BEGIN MATERIAL PROVIDED
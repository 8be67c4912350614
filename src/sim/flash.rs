//! A simulated NAND array: raw pages of data and spare area, with the failure modes real parts
//! have.

use std::collections::{BTreeSet, HashMap, HashSet};
use std::io::{BufWriter, Read, Write};

use anyhow::{ensure, Context};
use log::{debug, trace};

use crate::nand::ids::{self, ChipGeometry};
use crate::nand::NandLayout;
use crate::util::{PageUtil, ReadExt};

/// One chip of simulated flash
#[derive(Debug, Clone, PartialEq, Eq)]
pub struct SimFlash {
    geometry: ChipGeometry,
    id: [u8; 4],

    /// Programmed pages (data then spare area); absent pages are erased
    pages: HashMap<u32, Vec<u8>>,

    /// What the ECC engine was last asked to store in each page, for the simulated BCH decoder
    shadow: HashMap<u32, Vec<u8>>,

    factory_bad: BTreeSet<u32>,
    fail_program: HashSet<u32>,
    fail_erase: HashSet<u32>,
    write_protected: bool,
}

impl SimFlash {
    /// An erased chip with the given geometry, which must be one a real part could report
    pub fn new(geometry: ChipGeometry) -> anyhow::Result<Self> {
        ensure!(
            geometry.writesize.is_power_of_two() && geometry.erasesize.is_power_of_two(),
            "page and block sizes must be powers of two"
        );
        ensure!(
            u64::from(geometry.erasesize) <= geometry.chipsize,
            "block larger than the chip"
        );
        let id = ids::synthesize_id(&geometry)
            .with_context(|| format!("no known NAND part has the geometry {geometry:?}"))?;

        Ok(Self {
            geometry,
            id,
            pages: HashMap::new(),
            shadow: HashMap::new(),
            factory_bad: BTreeSet::new(),
            fail_program: HashSet::new(),
            fail_erase: HashSet::new(),
            write_protected: false,
        })
    }

    /// A chip laid out as `layout`, with `oobsize` spare bytes per page
    pub fn from_layout(layout: NandLayout, oobsize: usize) -> anyhow::Result<Self> {
        Self::new(ChipGeometry {
            writesize: layout.bytes_per_page,
            oobsize,
            erasesize: layout.block_size(),
            bus16: false,
            chipsize: layout.total_size(),
        })
    }

    pub fn geometry(&self) -> &ChipGeometry {
        &self.geometry
    }

    /// The bytes READID returns
    pub fn id(&self) -> [u8; 4] {
        self.id
    }

    pub fn raw_page_size(&self) -> usize {
        self.geometry.writesize + self.geometry.oobsize
    }

    pub fn page_count(&self) -> u32 {
        (self.geometry.chipsize / self.geometry.writesize as u64) as u32
    }

    pub fn pages_per_block(&self) -> u32 {
        self.geometry.erasesize / self.geometry.writesize as u32
    }

    pub fn block_count(&self) -> u32 {
        (self.geometry.chipsize / u64::from(self.geometry.erasesize)) as u32
    }

    /// Spare area offset of the factory bad block marker
    pub fn badblockpos(&self) -> usize {
        match self.geometry.writesize > 512 {
            true => 0,
            false => 5,
        }
    }

    pub fn is_write_protected(&self) -> bool {
        self.write_protected
    }

    pub fn set_write_protected(&mut self, wp: bool) {
        self.write_protected = wp;
    }

    /// Copy out the raw contents of a page
    pub fn read_page(&self, page: u32, buf: &mut [u8]) {
        match self.pages.get(&page) {
            Some(data) => {
                let n = buf.len().min(data.len());
                buf[..n].copy_from_slice(&data[..n]);
                buf[n..].fill(0xFF);
            }
            None => buf.fill(0xFF),
        }
    }

    /// Program a page. Like real flash, programming can only clear bits.
    ///
    /// Returns false if the program failed (write protect or an injected failure).
    pub fn program(&mut self, page: u32, data: &[u8]) -> bool {
        if page >= self.page_count() || self.write_protected || self.fail_program.contains(&page) {
            debug!("simulated program of page {page:#x} failed");
            return false;
        }
        if data.is_erased() {
            return true;
        }

        let size = self.raw_page_size();
        let stored = self.pages.entry(page).or_insert_with(|| vec![0xFF; size]);
        for (dst, src) in stored.iter_mut().zip(data) {
            *dst &= *src;
        }
        trace!("simulated program of page {page:#x}");
        true
    }

    /// Erase a block, then restore its factory marker if it has one.
    ///
    /// Returns false if the erase failed.
    pub fn erase(&mut self, block: u32) -> bool {
        if block >= self.block_count() || self.write_protected || self.fail_erase.contains(&block) {
            debug!("simulated erase of block {block} failed");
            return false;
        }

        let ppb = self.pages_per_block();
        let pages = block * ppb..(block + 1) * ppb;
        self.pages.retain(|page, _| !pages.contains(page));
        self.shadow.retain(|page, _| !pages.contains(page));

        if self.factory_bad.contains(&block) {
            self.apply_factory_marker(block);
        }
        true
    }

    fn apply_factory_marker(&mut self, block: u32) {
        let page = block * self.pages_per_block();
        let mut raw = vec![0xFF; self.raw_page_size()];
        let pos = self.geometry.writesize + self.badblockpos();
        raw[pos] = 0x00;
        if self.geometry.writesize > 512 {
            raw[pos + 1] = 0x00;
        }
        let size = self.raw_page_size();
        let stored = self.pages.entry(page).or_insert_with(|| vec![0xFF; size]);
        for (dst, src) in stored.iter_mut().zip(raw) {
            *dst &= src;
        }
    }

    /// Mark a block bad the way the factory does; the marker survives erases
    pub fn set_factory_bad(&mut self, block: u32) -> anyhow::Result<()> {
        ensure!(block < self.block_count(), "block {block} out of range");
        self.factory_bad.insert(block);
        self.apply_factory_marker(block);
        Ok(())
    }

    pub fn factory_bad(&self) -> impl Iterator<Item = u32> + '_ {
        self.factory_bad.iter().copied()
    }

    /// Flip one bit of a page's raw contents, as a disturb or retention error would
    pub fn flip_bit(&mut self, page: u32, bit: usize) {
        let size = self.raw_page_size();
        let stored = self.pages.entry(page).or_insert_with(|| vec![0xFF; size]);
        stored[bit / 8] ^= 1 << (bit % 8);
    }

    /// Make every program of `page` fail
    pub fn fail_program(&mut self, page: u32) {
        self.fail_program.insert(page);
    }

    /// Make every erase of `block` fail
    pub fn fail_erase(&mut self, block: u32) {
        self.fail_erase.insert(block);
    }

    /// Remember the payload and metadata the ECC engine stored in `page`
    pub fn set_shadow(&mut self, page: u32, payload: Vec<u8>) {
        self.shadow.insert(page, payload);
    }

    pub fn shadow(&self, page: u32) -> Option<&[u8]> {
        self.shadow.get(&page).map(Vec::as_slice)
    }

    /// Initialize the flash contents from a raw image: every page's data and spare area in order.
    /// A short image leaves the remaining pages erased.
    pub fn load<R: Read>(&mut self, read: &mut R) -> anyhow::Result<()> {
        self.pages.clear();
        self.shadow.clear();

        let mut buf = vec![0; self.raw_page_size()];
        for page in 0..self.page_count() {
            let n = read.read_erased_tail(&mut buf)?;
            if !buf.is_erased() {
                self.pages.insert(page, buf.clone());
            }
            if n < buf.len() {
                break;
            }
        }

        for block in self.factory_bad.clone() {
            self.apply_factory_marker(block);
        }
        Ok(())
    }

    /// Write the contents of the flash out as a raw image
    pub fn save<W: Write>(&self, write: &mut W) -> anyhow::Result<()> {
        let mut write = BufWriter::new(write);
        let mut buf = vec![0; self.raw_page_size()];
        for page in 0..self.page_count() {
            self.read_page(page, &mut buf);
            write.write_all(&buf)?;
        }
        write.flush()?;
        Ok(())
    }
}

#[cfg(test)]
mod tests {
    use super::*;

    const TEST_LAYOUT: NandLayout = NandLayout {
        blocks: 1024,
        pages_per_block: 64,
        bytes_per_page: 2048,
    };

    fn flash() -> SimFlash {
        SimFlash::from_layout(TEST_LAYOUT, 64).unwrap()
    }

    #[test]
    fn test_program_only_clears_bits() {
        let mut flash = flash();
        let mut page = vec![0xFF; flash.raw_page_size()];
        page[0] = 0xF0;
        assert!(flash.program(3, &page));
        page[0] = 0x3F;
        assert!(flash.program(3, &page));

        let mut out = vec![0; flash.raw_page_size()];
        flash.read_page(3, &mut out);
        assert_eq!(out[0], 0x30);
        assert!(out[1..].is_erased());

        assert!(flash.erase(0));
        flash.read_page(3, &mut out);
        assert!(out.is_erased());
    }

    #[test]
    fn test_factory_marker_survives_erase() -> anyhow::Result<()> {
        let mut flash = flash();
        flash.set_factory_bad(7)?;
        assert!(flash.erase(7));

        let mut out = vec![0; flash.raw_page_size()];
        flash.read_page(7 * 64, &mut out);
        assert_eq!(&out[2048..2050], &[0, 0]);
        assert!(flash.set_factory_bad(1024).is_err());
        Ok(())
    }

    #[test]
    fn test_injected_failures() {
        let mut flash = flash();
        let page = vec![0u8; flash.raw_page_size()];
        flash.fail_program(5);
        flash.fail_erase(2);
        assert!(!flash.program(5, &page));
        assert!(flash.program(6, &page));
        assert!(!flash.erase(2));

        flash.set_write_protected(true);
        assert!(!flash.program(7, &page));
        assert!(!flash.erase(0));
    }

    #[test]
    fn test_id_and_bad_geometry() {
        assert_eq!(flash().id(), [0x98, 0xF1, 0x00, 0x15]);
        let odd = NandLayout {
            blocks: 10,
            pages_per_block: 64,
            bytes_per_page: 2048,
        };
        assert!(SimFlash::from_layout(odd, 64).is_err());
    }

    #[test]
    fn test_save_load() -> anyhow::Result<()> {
        let small = NandLayout {
            blocks: 1024,
            pages_per_block: 32,
            bytes_per_page: 512,
        };
        let mut flash = SimFlash::from_layout(small, 16)?;
        assert_eq!(flash.badblockpos(), 5);
        let mut page = vec![0xFF; flash.raw_page_size()];
        page[..5].copy_from_slice(b"HELLO");
        assert!(flash.program(32, &page));

        let mut image = Vec::new();
        flash.save(&mut image)?;
        assert_eq!(image.len(), 1024 * 32 * (512 + 16));

        let mut copy = SimFlash::from_layout(small, 16)?;
        copy.load(&mut &image[..])?;
        let mut out = vec![0; copy.raw_page_size()];
        copy.read_page(32, &mut out);
        assert_eq!(&out[..5], b"HELLO");

        // A truncated image leaves the rest erased
        copy.load(&mut &image[..100])?;
        copy.read_page(32, &mut out);
        assert!(out.is_erased());
        Ok(())
    }
}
END MATERIAL PROVIDED
◆ PROBLEM REQUIREMENTS ◆
From the records above, quote only the lines running from the line with "bytes per page" to the line with "pub fn is_write_protected(&self)", both lines included.

◆ OUTPUT ◆
    /// A chip laid out as `layout`, with `oobsize` spare bytes per page
    pub fn from_layout(layout: NandLayout, oobsize: usize) -> anyhow::Result<Self> {
        Self::new(ChipGeometry {
            writesize: layout.bytes_per_page,
            oobsize,
            erasesize: layout.block_size(),
            bus16: false,
            chipsize: layout.total_size(),
        })
    }

    pub fn geometry(&self) -> &ChipGeometry {
        &self.geometry
    }

    /// The bytes READID returns
    pub fn id(&self) -> [u8; 4] {
        self.id
    }

    pub fn raw_page_size(&self) -> usize {
        self.geometry.writesize + self.geometry.oobsize
    }

    pub fn page_count(&self) -> u32 {
        (self.geometry.chipsize / self.geometry.writesize as u64) as u32
    }

    pub fn pages_per_block(&self) -> u32 {
        self.geometry.erasesize / self.geometry.writesize as u32
    }

    pub fn block_count(&self) -> u32 {
        (self.geometry.chipsize / u64::from(self.geometry.erasesize)) as u32
    }

    /// Spare area offset of the factory bad block marker
    pub fn badblockpos(&self) -> usize {
        match self.geometry.writesize > 512 {
            true => 0,
            false => 5,
        }
    }

    pub fn is_write_protected(&self) -> bool {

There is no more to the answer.